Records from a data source
--------------------------------------------------

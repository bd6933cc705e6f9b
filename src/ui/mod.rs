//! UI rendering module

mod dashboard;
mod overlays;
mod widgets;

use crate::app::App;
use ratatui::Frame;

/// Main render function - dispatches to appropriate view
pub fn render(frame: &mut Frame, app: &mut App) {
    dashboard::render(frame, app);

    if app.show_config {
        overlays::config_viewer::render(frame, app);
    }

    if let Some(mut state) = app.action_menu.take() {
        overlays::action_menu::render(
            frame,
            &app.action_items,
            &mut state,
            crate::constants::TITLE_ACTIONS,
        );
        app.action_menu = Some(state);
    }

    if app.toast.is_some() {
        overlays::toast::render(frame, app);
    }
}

--------------------------------------------------

INSTRUCTIONS TO FOLLOW
Return the lines of the records that include the string "dashboard".

ANSWER SECTION
mod dashboard;
    dashboard::render(frame, app);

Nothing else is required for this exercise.